Double fisting, in the world of the med school student, is a term that refers to the act of drinking two alcoholic beverages simultaneously at a party, bar, or restaurant. To do so requires one to hold a single beverage in each hand, hence the etiology of the colloquialism.

Why would one ever do such a thing? Why not just wait to finish one drink before moving onto the next? Usually it is because of time restraints. For example, one could be at an end-of-the-year medical school formal. That formal might be called December Decadence. It could have been held at the Citigroup building. And may or may not have featured a completely open bar all night long. Along with a chocolate fountain and lots of brie. (Brie dipped in the chocolate fountain? Interesting concept. Alas I didn’t have the wherewithall to try it at the time. Next year. Next formal. Remind me.) And after the formal ends, at midnight (very Cinderella-esque now that I’m thinking about it. But no one turned into a pumpkin. Which is unfortunate considering how much I love pumpkin.) there is probably going to be an after party, at a bar, which will not be “open” at all in any way. In fact, the drinks will probably be very pricy. So what does one do? One “double fists” at the formal where everything is free. To, you know. Get the most bang for your proverbial buck. At least those of us who are paying for their medical school education. Which I am not. But I can double fist in empathy.
In contrast, double fisting in the world of one particularly pumpkin-obsessed medical student refers to the practice of cooking two winter squash-based dishes in one week. And then proceeding to share them with the blog world in one fell swoop.

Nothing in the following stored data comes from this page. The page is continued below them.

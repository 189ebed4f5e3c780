//! Strategy selection using enum dispatch.

use std::fmt;
use std::str::FromStr;

use fetch_domain::SealedResponse;
use serde::{Deserialize, Serialize};

use super::combinators;
use crate::error::{Result, StrategyError};
use crate::storage::{StorageFunction, WriteBackFunction};

/// Strategy enum - determines how cache and network are combined.
#[derive(Debug, Clone, Copy, PartialEq, Eq, Hash, Default, Serialize, Deserialize)]
pub enum Strategy {
    /// Cache, then network; forward both
    #[serde(rename = "CN")]
    CacheNetwork,
    /// Network, then write the result into the cache
    #[serde(rename = "NC")]
    NetworkCache,
    /// First success, cache first
    #[serde(rename = "CorN")]
    CacheOrNetwork,
    /// First success, network first
    #[serde(rename = "NorC")]
    NetworkOrCache,
    /// Cache, then network, then write the network result into the cache
    #[default]
    #[serde(rename = "CNC")]
    CacheNetworkCache,
}

impl Strategy {
    pub const ALL: [Self; 5] = [
        Self::CacheNetwork,
        Self::NetworkCache,
        Self::CacheOrNetwork,
        Self::NetworkOrCache,
        Self::CacheNetworkCache,
    ];

    pub const fn as_str(&self) -> &'static str {
        match self {
            Self::CacheNetwork => "CN",
            Self::NetworkCache => "NC",
            Self::CacheOrNetwork => "CorN",
            Self::NetworkOrCache => "NorC",
            Self::CacheNetworkCache => "CNC",
        }
    }

    /// Whether a successful network result is written back to the cache
    pub const fn writes_back(&self) -> bool {
        matches!(self, Self::NetworkCache | Self::CacheNetworkCache)
    }

    /// Whether the strategy ever reads from the cache
    pub const fn reads_cache(&self) -> bool {
        !matches!(self, Self::NetworkCache)
    }

    /// Check that every bound source is one this strategy can use.
    ///
    /// # Errors
    ///
    /// Returns [`StrategyError::UnusedSource`] for a cache read bound to
    /// NC, or a write-back bound to a strategy that never writes.
    pub fn validate<T>(&self, sources: &Sources<T>) -> Result<()> {
        if sources.cache.is_some() && !self.reads_cache() {
            return Err(StrategyError::UnusedSource {
                strategy: *self,
                kind: SourceKind::Cache,
            });
        }
        if sources.write_back.is_some() && !self.writes_back() {
            return Err(StrategyError::UnusedSource {
                strategy: *self,
                kind: SourceKind::WriteBack,
            });
        }
        Ok(())
    }

    /// Validate `sources`, then run the matching combinator.
    ///
    /// `on_response` receives zero, one or two responses, possibly after
    /// this call returns if the sources complete asynchronously.
    ///
    /// # Errors
    ///
    /// Fails before any source runs if [`Strategy::validate`] rejects the
    /// bindings.
    pub fn execute<T, F>(self, sources: Sources<T>, on_response: F) -> Result<()>
    where
        T: Clone + 'static,
        F: Fn(SealedResponse<T>) + Send + 'static,
    {
        self.validate(&sources)?;
        tracing::debug!(
            strategy = %self,
            cache = sources.cache.is_some(),
            network = sources.network.is_some(),
            write_back = sources.write_back.is_some(),
            "Executing strategy"
        );

        let Sources {
            cache,
            network,
            write_back,
        } = sources;

        match self {
            Self::CacheNetwork => combinators::cache_then_network(cache, network, on_response),
            Self::NetworkCache => combinators::network_then_cache(network, write_back, on_response),
            Self::CacheOrNetwork => combinators::cache_or_network(cache, network, on_response),
            Self::NetworkOrCache => combinators::network_or_cache(network, cache, on_response),
            Self::CacheNetworkCache => {
                combinators::cache_network_cache(cache, network, write_back, on_response);
            }
        }
        Ok(())
    }
}

impl fmt::Display for Strategy {
    fn fmt(&self, f: &mut fmt::Formatter<'_>) -> fmt::Result {
        f.write_str(self.as_str())
    }
}

impl FromStr for Strategy {
    type Err = StrategyError;

    fn from_str(s: &str) -> Result<Self> {
        match s.trim().to_ascii_lowercase().as_str() {
            "cn" => Ok(Self::CacheNetwork),
            "nc" => Ok(Self::NetworkCache),
            "corn" => Ok(Self::CacheOrNetwork),
            "norc" => Ok(Self::NetworkOrCache),
            "cnc" => Ok(Self::CacheNetworkCache),
            _ => Err(StrategyError::UnknownStrategy(s.to_string())),
        }
    }
}

/// Role of a source within a strategy
#[derive(Debug, Clone, Copy, PartialEq, Eq, Hash, Serialize, Deserialize)]
#[serde(rename_all = "snake_case")]
pub enum SourceKind {
    Cache,
    Network,
    WriteBack,
}

impl fmt::Display for SourceKind {
    fn fmt(&self, f: &mut fmt::Formatter<'_>) -> fmt::Result {
        f.write_str(match self {
            Self::Cache => "cache",
            Self::Network => "network",
            Self::WriteBack => "write-back",
        })
    }
}

/// The storage functions handed to a [`Strategy`]. Any of them may be left out.
pub struct Sources<T> {
    cache: Option<StorageFunction<T>>,
    network: Option<StorageFunction<T>>,
    write_back: Option<WriteBackFunction<T>>,
}

impl<T> Sources<T> {
    pub const fn new() -> Self {
        Self {
            cache: None,
            network: None,
            write_back: None,
        }
    }

    #[must_use]
    pub fn cache(mut self, function: StorageFunction<T>) -> Self {
        self.cache = Some(function);
        self
    }

    #[must_use]
    pub fn network(mut self, function: StorageFunction<T>) -> Self {
        self.network = Some(function);
        self
    }

    #[must_use]
    pub fn write_back(mut self, function: WriteBackFunction<T>) -> Self {
        self.write_back = Some(function);
        self
    }
}

impl<T> Default for Sources<T> {
    fn default() -> Self {
        Self::new()
    }
}

impl<T> fmt::Debug for Sources<T> {
    fn fmt(&self, f: &mut fmt::Formatter<'_>) -> fmt::Result {
        f.debug_struct("Sources")
            .field("cache", &self.cache.is_some())
            .field("network", &self.network.is_some())
            .field("write_back", &self.write_back.is_some())
            .finish()
    }
}
//! The five cache/network combinators.
//!
//! Every combinator reports only through `on_response`, which is invoked
//! zero, one or two times. Sources run strictly one after another: the
//! next source is executed from inside the previous source's continuation,
//! so the order holds even when sources complete on other threads.
//!
//! An absent source (`None`) is skipped: it is not called and contributes
//! no response.

use fetch_domain::SealedResponse;

use crate::storage::{StorageFunction, WriteBackFunction};

/// **CN**: cache, then network. Both results are forwarded.
///
/// Same as [`cache_network_cache`] without a write-back step.
pub fn cache_then_network<T, F>(
    cache: Option<StorageFunction<T>>,
    network: Option<StorageFunction<T>>,
    on_response: F,
) where
    T: Clone + 'static,
    F: Fn(SealedResponse<T>) + Send + 'static,
{
    cache_network_cache(cache, network, None, on_response);
}

/// **CNC**: cache, then network, then write a successful network result
/// back into the cache.
///
/// Cache and network results are forwarded whether they succeed or not.
/// Without a cache source nothing runs at all, network included.
pub fn cache_network_cache<T, F>(
    cache: Option<StorageFunction<T>>,
    network: Option<StorageFunction<T>>,
    write_back: Option<WriteBackFunction<T>>,
    on_response: F,
) where
    T: Clone + 'static,
    F: Fn(SealedResponse<T>) + Send + 'static,
{
    let Some(cache) = cache else {
        tracing::debug!("Cache source absent, skipping network");
        return;
    };

    cache.execute(move |cached| {
        tracing::debug!(success = cached.is_success(), "Cache responded");
        on_response(cached);

        if let Some(network) = network {
            network.execute(move |fetched| {
                tracing::debug!(success = fetched.is_success(), "Network responded");
                forward_then_write_back(fetched, &on_response, write_back);
            });
        }
    });
}

/// **NC**: network, then write a successful result back into the cache.
///
/// The network result is always forwarded. Without a network source
/// nothing runs.
pub fn network_then_cache<T, F>(
    network: Option<StorageFunction<T>>,
    write_back: Option<WriteBackFunction<T>>,
    on_response: F,
) where
    T: Clone + 'static,
    F: Fn(SealedResponse<T>) + Send + 'static,
{
    let Some(network) = network else {
        tracing::debug!("Network source absent, nothing to do");
        return;
    };

    network.execute(move |fetched| {
        tracing::debug!(success = fetched.is_success(), "Network responded");
        forward_then_write_back(fetched, &on_response, write_back);
    });
}

/// **CorN**: the first successful answer, cache first.
///
/// A cache hit stops there and the network is never called. Errors are
/// never forwarded; if neither source succeeds `on_response` is not called.
pub fn cache_or_network<T, F>(
    cache: Option<StorageFunction<T>>,
    network: Option<StorageFunction<T>>,
    on_response: F,
) where
    T: 'static,
    F: Fn(SealedResponse<T>) + Send + 'static,
{
    first_success(cache, network, ["cache", "network"], on_response);
}

/// **NorC**: the first successful answer, network first.
pub fn network_or_cache<T, F>(
    network: Option<StorageFunction<T>>,
    cache: Option<StorageFunction<T>>,
    on_response: F,
) where
    T: 'static,
    F: Fn(SealedResponse<T>) + Send + 'static,
{
    first_success(network, cache, ["network", "cache"], on_response);
}

fn forward_then_write_back<T, F>(
    fetched: SealedResponse<T>,
    on_response: &F,
    write_back: Option<WriteBackFunction<T>>,
) where
    T: Clone + 'static,
    F: Fn(SealedResponse<T>),
{
    match (fetched, write_back) {
        (SealedResponse::Success(data), Some(write_back)) => {
            on_response(SealedResponse::Success(data.clone()));
            tracing::debug!("Writing network result back to cache");
            write_back.execute_with_value(data, log_write_back);
        }
        (fetched, _) => on_response(fetched),
    }
}

// Write-back outcomes never reach the caller.
fn log_write_back(outcome: SealedResponse<bool>) {
    match outcome {
        SealedResponse::Success(true) => tracing::debug!("Cache write-back stored"),
        SealedResponse::Success(false) => tracing::warn!("Cache write-back stored nothing"),
        SealedResponse::Error(e) => tracing::warn!(error = %e, "Cache write-back failed"),
    }
}

fn first_success<T, F>(
    primary: Option<StorageFunction<T>>,
    fallback: Option<StorageFunction<T>>,
    [primary_name, fallback_name]: [&'static str; 2],
    on_response: F,
) where
    T: 'static,
    F: Fn(SealedResponse<T>) + Send + 'static,
{
    let try_fallback = move |on_response: F| {
        let Some(fallback) = fallback else {
            tracing::debug!(source = fallback_name, "Fallback source absent");
            return;
        };
        fallback.execute(move |response| match response {
            SealedResponse::Success(_) => on_response(response),
            SealedResponse::Error(e) => {
                tracing::debug!(source = fallback_name, error = %e, "Both sources failed, nothing forwarded");
            }
        });
    };

    let Some(primary) = primary else {
        tracing::debug!(source = primary_name, "Primary source absent, falling back");
        try_fallback(on_response);
        return;
    };

    primary.execute(move |response| match response {
        SealedResponse::Success(_) => {
            tracing::debug!(source = primary_name, "Primary source answered");
            on_response(response);
        }
        SealedResponse::Error(e) => {
            tracing::debug!(source = primary_name, error = %e, "Primary source failed, falling back");
            try_fallback(on_response);
        }
    });
}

Because the only thing better than one winter squash recipe. Is two.
So behind fist number one, we have this Italian Sausage and Fennel over Pumpkin Polenta. A dish based on a Rachael Ray recipe. I have been on a total sausage kick lately, by the way. Not really sure why, but I’m sure Freud could offer you some theories. Anyway, the saltiness of the sausage saute paired really well with the creamy and subtle pumpkin flavor of the polenta. I was in heaven and really could have eaten this every day indefinitely.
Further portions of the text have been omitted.